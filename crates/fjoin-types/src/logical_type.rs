//! Logical column types.

use std::fmt;

use serde::{Deserialize, Serialize};

/// Column types the join engine can store in rows and emit in chunks.
#[derive(Debug, Clone, Copy, PartialEq, Eq, Hash, Serialize, Deserialize)]
pub enum LogicalType {
    Boolean,
    Int32,
    Int64,
    Float64,
    /// UTF-8 string of arbitrary length.
    Varchar,
}

impl LogicalType {
    /// Stable label used in logs and error messages.
    #[must_use]
    pub const fn as_str(self) -> &'static str {
        match self {
            Self::Boolean => "BOOLEAN",
            Self::Int32 => "INT32",
            Self::Int64 => "INT64",
            Self::Float64 => "FLOAT64",
            Self::Varchar => "VARCHAR",
        }
    }

    /// Whether values of this type spill into a string heap when stored in rows.
    #[must_use]
    pub const fn is_variable_length(self) -> bool {
        matches!(self, Self::Varchar)
    }
}

impl fmt::Display for LogicalType {
    fn fmt(&self, f: &mut fmt::Formatter<'_>) -> fmt::Result {
        f.write_str(self.as_str())
    }
}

◆ ◆ ◆ ◆ ◆ ◆ ◆

§ PROBLEM TO SOLVE:
Where a line of the data above includes "string", copy that line.

§ ANSWER TO THE PROBLEM:
    /// UTF-8 string of arbitrary length.
    /// Whether values of this type spill into a string heap when stored in rows.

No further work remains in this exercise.